Here are a few of the pictures I took the day after I trailered it home (February 2013). You may notice that the car has the wrong vinyl top on it. The inspection sticker expires on March 1988, which is after the time that the car took on some accident damage. The odometer reads 51,651 miles, which may be accurate. I will be able to tell for sure once the engine comes apart. There will be a noticable ridge at the top of the cylinders at 151K miles.

Before I got started doing any work I located some rust free front fenders. I was able to locate a pair from a 1971 that were originally painted Sublime. They cost me $1200 for the pair even though they weren't perfect, but I guarantee that they will fit better than any repo on the market.

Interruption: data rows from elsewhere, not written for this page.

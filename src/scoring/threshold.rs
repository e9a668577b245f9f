/// Fixed-threshold scorer.
///
/// Each channel is compared with its warning and danger cut points
/// independently. Band lower bounds are inclusive, so a value exactly on a
/// threshold counts as the more severe band.

use crate::model::{PerChannel, Reading, RiskLevel, SensorStatus, ThresholdBand, ThresholdSpec, Thresholds};

/// Unrounded output of the threshold scorer.
#[derive(Debug, Clone, PartialEq)]
pub struct ThresholdScore {
    pub risk_score: f64,
    pub level: RiskLevel,
    pub status: PerChannel<SensorStatus>,
}

/// Classifies one raw value against its thresholds.
pub fn classify(value: f64, spec: &ThresholdSpec) -> SensorStatus {
    if value >= spec.danger {
        SensorStatus {
            status: ThresholdBand::Danger,
            level: RiskLevel::High,
            message: format!("Exceeds danger threshold ({}{})", display_value(spec.danger), spec.unit),
        }
    } else if value >= spec.warning {
        SensorStatus {
            status: ThresholdBand::Warning,
            level: RiskLevel::Moderate,
            message: format!("Exceeds warning threshold ({}{})", display_value(spec.warning), spec.unit),
        }
    } else {
        SensorStatus {
            status: ThresholdBand::Normal,
            level: RiskLevel::Low,
            message: "Within normal range".to_string(),
        }
    }
}

/// Per-channel status for a reading.
pub fn channel_status(current: &Reading, thresholds: &Thresholds) -> PerChannel<SensorStatus> {
    PerChannel::from_fn(|channel| classify(current.value(channel), thresholds.get(channel)))
}

/// Aggregates per-channel bands into a score and level.
///
///   any danger     → High, 100
///   two+ warnings  → High, 80
///   one warning    → Moderate, 50
///   otherwise      → Low, 0
pub fn aggregate(status: &PerChannel<SensorStatus>) -> (f64, RiskLevel) {
    let danger_count = status.iter().filter(|(_, s)| s.status == ThresholdBand::Danger).count();
    let warning_count = status.iter().filter(|(_, s)| s.status == ThresholdBand::Warning).count();

    if danger_count >= 1 {
        (100.0, RiskLevel::High)
    } else if warning_count >= 2 {
        (80.0, RiskLevel::High)
    } else if warning_count == 1 {
        (50.0, RiskLevel::Moderate)
    } else {
        (0.0, RiskLevel::Low)
    }
}

pub fn score(current: &Reading, thresholds: &Thresholds) -> ThresholdScore {
    let status = channel_status(current, thresholds);
    let (risk_score, level) = aggregate(&status);

    ThresholdScore {
        risk_score,
        level,
        status,
    }
}

/// Keeps a trailing `.0` on whole numbers so messages read `25.0°`.
fn display_value(value: f64) -> String {
    format!("{:?}", value)
}

#[cfg(test)]
mod tests {
    use super::*;

    fn tilt_spec() -> ThresholdSpec {
        ThresholdSpec::new(15.0, 25.0, "°")
    }

    #[test]
    fn test_danger_band_and_message() {
        let status = classify(30.0, &tilt_spec());
        assert_eq!(status.status, ThresholdBand::Danger);
        assert_eq!(status.level, RiskLevel::High);
        assert_eq!(status.message, "Exceeds danger threshold (25.0°)");
    }

    #[test]
    fn test_warning_band_and_message() {
        let status = classify(72.5, &ThresholdSpec::new(70.0, 85.0, "%"));
        assert_eq!(status.status, ThresholdBand::Warning);
        assert_eq!(status.level, RiskLevel::Moderate);
        assert_eq!(status.message, "Exceeds warning threshold (70.0%)");
    }

    #[test]
    fn test_normal_band() {
        let status = classify(3.0, &tilt_spec());
        assert_eq!(status.status, ThresholdBand::Normal);
        assert_eq!(status.level, RiskLevel::Low);
        assert_eq!(status.message, "Within normal range");
    }

    #[test]
    fn test_boundaries_count_as_higher_band() {
        assert_eq!(classify(25.0, &tilt_spec()).status, ThresholdBand::Danger);
        assert_eq!(classify(15.0, &tilt_spec()).status, ThresholdBand::Warning);
        assert_eq!(classify(14.999, &tilt_spec()).status, ThresholdBand::Normal);
    }

    #[test]
    fn test_empty_unit_message() {
        let status = classify(80.0, &ThresholdSpec::new(50.0, 75.0, ""));
        assert_eq!(status.message, "Exceeds danger threshold (75.0)");
    }

    #[test]
    fn test_fractional_threshold_message() {
        let status = classify(12.6, &ThresholdSpec::new(12.5, 20.0, "°"));
        assert_eq!(status.message, "Exceeds warning threshold (12.5°)");
    }

    #[test]
    fn test_single_danger_is_high_100() {
        let result = score(&Reading::new(10.0, 20.0, 30.0), &Thresholds::default());
        assert_eq!(result.risk_score, 100.0);
        assert_eq!(result.level, RiskLevel::High);
        assert_eq!(result.status.tilt.status, ThresholdBand::Danger);
    }

    #[test]
    fn test_two_warnings_is_high_80() {
        let result = score(&Reading::new(55.0, 72.0, 5.0), &Thresholds::default());
        assert_eq!(result.risk_score, 80.0);
        assert_eq!(result.level, RiskLevel::High);
    }

    #[test]
    fn test_one_warning_is_moderate_50() {
        let result = score(&Reading::new(10.0, 20.0, 16.0), &Thresholds::default());
        assert_eq!(result.risk_score, 50.0);
        assert_eq!(result.level, RiskLevel::Moderate);
    }

    #[test]
    fn test_all_normal_is_low_0() {
        let result = score(&Reading::new(10.0, 20.0, 5.0), &Thresholds::default());
        assert_eq!(result.risk_score, 0.0);
        assert_eq!(result.level, RiskLevel::Low);
    }

    #[test]
    fn test_danger_beats_warnings() {
        let result = score(&Reading::new(55.0, 72.0, 26.0), &Thresholds::default());
        assert_eq!(result.risk_score, 100.0);
    }
}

The car actually sat all spring, summer and fall before I started to work on it. I had a lot of things to finish up on the 63 Jaguar before I could start a new project. I also remodeled the interior of my shop which was long overdue. Finally, with winter setting in and some free time on my hands I decided to dismantle the Challenger and put it on the rotisserie (December 2014). I am not going to bother going into detail on how I took the car apart. Though I did take about 900 digital pictures and recorded about a half dozen videos during the taredown process.

Here are a few pictures of some interesting things I noticed during the taredown. The first picture shows how poor the quality of the workmanship was at the factory. The leadwork was atrocious. There was a big blister on the rockers and the lead just kind of hung down and was not leveled off. The bottom door gaps were also a massive 1/2". Normally you would expect 3/16".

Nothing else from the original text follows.